Please set down only the lines between the line containing "chi = tanh psi" and the end of the records, inclusive, exactly as they stand.

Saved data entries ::
┌──

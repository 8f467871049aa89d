// Copyright (c) 2024 Ken Barker

// Permission is hereby granted, free of charge, to any person obtaining a copy
// of this software and associated documentation files (the "Software"),
// to deal in the Software without restriction, including without limitation the
// rights to use, copy, modify, merge, publish, distribute, sublicense, and/or
// sell copies of the Software, and to permit persons to whom the Software is
// furnished to do so, subject to the following conditions:

// The above copyright notice and this permission notice shall be included in
// all copies or substantial portions of the Software.

// THE SOFTWARE IS PROVIDED "AS IS", WITHOUT WARRANTY OF ANY KIND, EXPRESS OR
// IMPLIED, INCLUDING BUT NOT LIMITED TO THE WARRANTIES OF MERCHANTABILITY,
// FITNESS FOR A PARTICULAR PURPOSE AND NONINFRINGEMENT. IN NO EVENT SHALL THE
// AUTHORS OR COPYRIGHT HOLDERS BE LIABLE FOR ANY CLAIM, DAMAGES OR OTHER
// LIABILITY, WHETHER IN AN ACTION OF CONTRACT, TORT OR OTHERWISE, ARISING FROM,
// OUT OF OR IN CONNECTION WITH THE SOFTWARE OR THE USE OR OTHER DEALINGS IN
// THE SOFTWARE.

//! The error module contains the errors returned by the library.

use angle_sc::{Angle, Degrees, Validate};
use core::f64::consts::FRAC_PI_2;
use thiserror::Error;

/// An input value outside of the domain of a calculation.
#[derive(Error, Clone, Copy, Debug, PartialEq)]
pub enum DomainError {
    #[error("invalid Semimajor axis: {0}, it must be positive and finite")]
    SemimajorAxis(f64),

    #[error("invalid flattening: {0}, it must be finite and less than one")]
    Flattening(f64),

    #[error("invalid latitude: {0} degrees, it must be in the range [-90, 90]")]
    Latitude(f64),

    #[error("invalid longitude: {0} degrees, it must be finite")]
    Longitude(f64),

    #[error("invalid azimuth, it must be finite")]
    Azimuth,

    #[error("invalid distance: {0}, it must be finite")]
    Distance(f64),

    #[error("invalid rectifying latitude: {0} radians, it must be in the range [-pi/2, pi/2]")]
    RectifyingLatitude(f64),

    #[error("invalid isometric latitude: {0}")]
    IsometricLatitude(f64),
}

/// The error type of the library.
#[derive(Error, Clone, Copy, Debug, PartialEq)]
pub enum Error {
    #[error(transparent)]
    Domain(#[from] DomainError),

    #[error("{algorithm} failed to converge in {iterations} iterations")]
    ConvergenceFailure {
        algorithm: &'static str,
        iterations: u32,
    },

    #[error("slice lengths differ: distances {distances}, latitudes {latitudes}, longitudes {longitudes}")]
    LengthMismatch {
        distances: usize,
        latitudes: usize,
        longitudes: usize,
    },
}

/// Validate a latitude in degrees.
/// * `lat` - the latitude.
///
/// returns the latitude or a `DomainError::Latitude`.
pub(crate) fn check_latitude(lat: f64) -> Result<f64, DomainError> {
    if (-90.0..=90.0).contains(&lat) {
        Ok(lat)
    } else {
        Err(DomainError::Latitude(lat))
    }
}

/// Validate a latitude `Angle`: it must be valid with a non-negative cosine.
///
/// Note: `Angle::from(Degrees)` maps a non-finite value to a valid zero
/// angle, so latitudes in degrees must be checked with `check_latitude`
/// before conversion.
pub(crate) fn check_latitude_angle(lat: Angle) -> Result<Angle, DomainError> {
    if lat.is_valid() && 0.0 <= lat.cos().0 {
        Ok(lat)
    } else {
        Err(DomainError::Latitude(Degrees::from(lat).0))
    }
}

/// Validate an azimuth in degrees and convert it to an `Angle`.
///
/// returns the azimuth or a `DomainError::Azimuth` if it is not finite.
pub(crate) fn check_azimuth(azimuth: Degrees) -> Result<Angle, DomainError> {
    if azimuth.0.is_finite() {
        Ok(Angle::from(azimuth))
    } else {
        Err(DomainError::Azimuth)
    }
}

/// Validate a rectifying latitude in radians, allowing a little rounding
/// beyond the poles.
///
/// returns the rectifying latitude clamped to `[-pi/2, pi/2]`.
pub(crate) fn check_rectifying_latitude(mu: f64) -> Result<f64, DomainError> {
    if mu.is_finite() && libm::fabs(mu) <= FRAC_PI_2 * (1.0 + 4.0 * f64::EPSILON) {
        Ok(mu.clamp(-FRAC_PI_2, FRAC_PI_2))
    } else {
        Err(DomainError::RectifyingLatitude(mu))
    }
}

/// Validate a longitude in degrees.
pub(crate) fn check_longitude(lon: f64) -> Result<f64, DomainError> {
    if lon.is_finite() {
        Ok(lon)
    } else {
        Err(DomainError::Longitude(lon))
    }
}

/// Validate a distance.
pub(crate) fn check_distance(distance: f64) -> Result<f64, DomainError> {
    if distance.is_finite() {
        Ok(distance)
    } else {
        Err(DomainError::Distance(distance))
    }
}
// Copyright (c) 2024 Ken Barker

// Permission is hereby granted, free of charge, to any person obtaining a copy
// of this software and associated documentation files (the "Software"),
// to deal in the Software without restriction, including without limitation the
// rights to use, copy, modify, merge, publish, distribute, sublicense, and/or
// sell copies of the Software, and to permit persons to whom the Software is
// furnished to do so, subject to the following conditions:

// The above copyright notice and this permission notice shall be included in
// all copies or substantial portions of the Software.

// THE SOFTWARE IS PROVIDED "AS IS", WITHOUT WARRANTY OF ANY KIND, EXPRESS OR
// IMPLIED, INCLUDING BUT NOT LIMITED TO THE WARRANTIES OF MERCHANTABILITY,
// FITNESS FOR A PARTICULAR PURPOSE AND NONINFRINGEMENT. IN NO EVENT SHALL THE
// AUTHORS OR COPYRIGHT HOLDERS BE LIABLE FOR ANY CLAIM, DAMAGES OR OTHER
// LIABILITY, WHETHER IN AN ACTION OF CONTRACT, TORT OR OTHERWISE, ARISING FROM,
// OUT OF OR IN CONNECTION WITH THE SOFTWARE OR THE USE OR OTHER DEALINGS IN
// THE SOFTWARE.

//! The area module calculates `S12`: the area between a rhumb line and the
//! equator.
//!
//! `S12 = c2 * lon12 * <sin xi>`, where `c2` is the square of the authalic
//! radius and `<sin xi>` is the mean of the sine of the authalic latitude
//! over the rhumb line, with respect to the isometric latitude.
//!
//! The mean is split into the mean of the sine of the conformal latitude,
//! `tanh psi`, which has a closed form divided difference and the mean of the
//! small difference between the two, which is integrated by
//! [Gauss-Legendre quadrature](https://en.wikipedia.org/wiki/Gauss%E2%80%93Legendre_quadrature).

#![allow(clippy::suboptimal_flops)]

use super::differences::dlncosh;
use crate::ellipsoid::{eatanhe, taupf};
use crate::Ellipsoid;

/// The positive nodes and weights of 12 point Gauss-Legendre quadrature.
const GAUSS_LEGENDRE_12: [(f64, f64); 6] = [
    (0.125_233_408_511_468_9, 0.249_147_045_813_402_77),
    (0.367_831_498_998_180_2, 0.233_492_536_538_354_8),
    (0.587_317_954_286_617_5, 0.203_167_426_723_065_92),
    (0.769_902_674_194_304_7, 0.160_078_328_543_346_22),
    (0.904_117_256_370_474_9, 0.106_939_325_995_318_43),
    (0.981_560_634_246_719_2, 0.047_175_336_386_511_83),
];

/// The function `q(sin phi)`, proportional to the area between the equator
/// and the parallel at `phi`.
/// * `x` - the sine of the geodetic latitude.
/// * `e_2` - the square of the Eccentricity of the ellipsoid.
fn q(x: f64, e_2: f64) -> f64 {
    let atanh_term = if e_2 == 0.0 { x } else { eatanhe(x, e_2) / e_2 };
    (1.0 - e_2) * (x / (1.0 - e_2 * x * x) + atanh_term)
}

/// Calculate the sine of the authalic latitude, `xi`.
/// * `sin_lat` - the sine of the geodetic latitude.
/// * `e_2` - the square of the Eccentricity of the ellipsoid.
#[must_use]
pub fn calculate_sin_authalic_latitude(sin_lat: f64, e_2: f64) -> f64 {
    q(sin_lat, e_2) / q(1.0, e_2)
}

/// The integrand: `(sin xi - sin chi) d psi / d phi`.
fn sin_xi_minus_sin_chi(phi: f64, e_2: f64) -> f64 {
    let cos_phi = libm::cos(phi);
    if cos_phi <= 0.0 {
        return 0.0;
    }

    let sin_phi = libm::sin(phi);
    let taup = taupf(sin_phi / cos_phi, e_2);
    let sin_chi = taup / libm::hypot(1.0, taup);
    let sin_xi = calculate_sin_authalic_latitude(sin_phi, e_2);
    (sin_xi - sin_chi) * (1.0 - e_2) / ((1.0 - e_2 * sin_phi * sin_phi) * cos_phi)
}

/// Calculate the mean of `sin xi` with respect to the isometric latitude
/// between two latitudes.
/// * `ellipsoid` - the `Ellipsoid`.
/// * `phi_x`, `phi_y` - the geodetic latitudes in radians.
/// * `psi_x`, `psi_y` - the corresponding isometric latitudes.
/// * `dpsi_dphi` - the divided difference of `psi` with respect to `phi`.
#[must_use]
pub fn calculate_mean_sin_xi(
    ellipsoid: &Ellipsoid,
    phi_x: f64,
    phi_y: f64,
    psi_x: f64,
    psi_y: f64,
    dpsi_dphi: f64,
) -> f64 {
    let e_2 = ellipsoid.e_2();

    let mid = (phi_x + phi_y) / 2.0;
    let half = (phi_x - phi_y) / 2.0;
    let mean_g = GAUSS_LEGENDRE_12
        .iter()
        .map(|(x, w)| {
            w * (sin_xi_minus_sin_chi(mid + half * x, e_2)
                + sin_xi_minus_sin_chi(mid - half * x, e_2))
        })
        .sum::<f64>()
        / 2.0;

    // the mean of sin chi = tanh psi
    let mean_sin_chi = dlncosh(psi_x, psi_y);
    mean_sin_chi + mean_g / dpsi_dphi
}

└──

Exercise result ::
    // the mean of sin chi = tanh psi
    let mean_sin_chi = dlncosh(psi_x, psi_y);
    mean_sin_chi + mean_g / dpsi_dphi
}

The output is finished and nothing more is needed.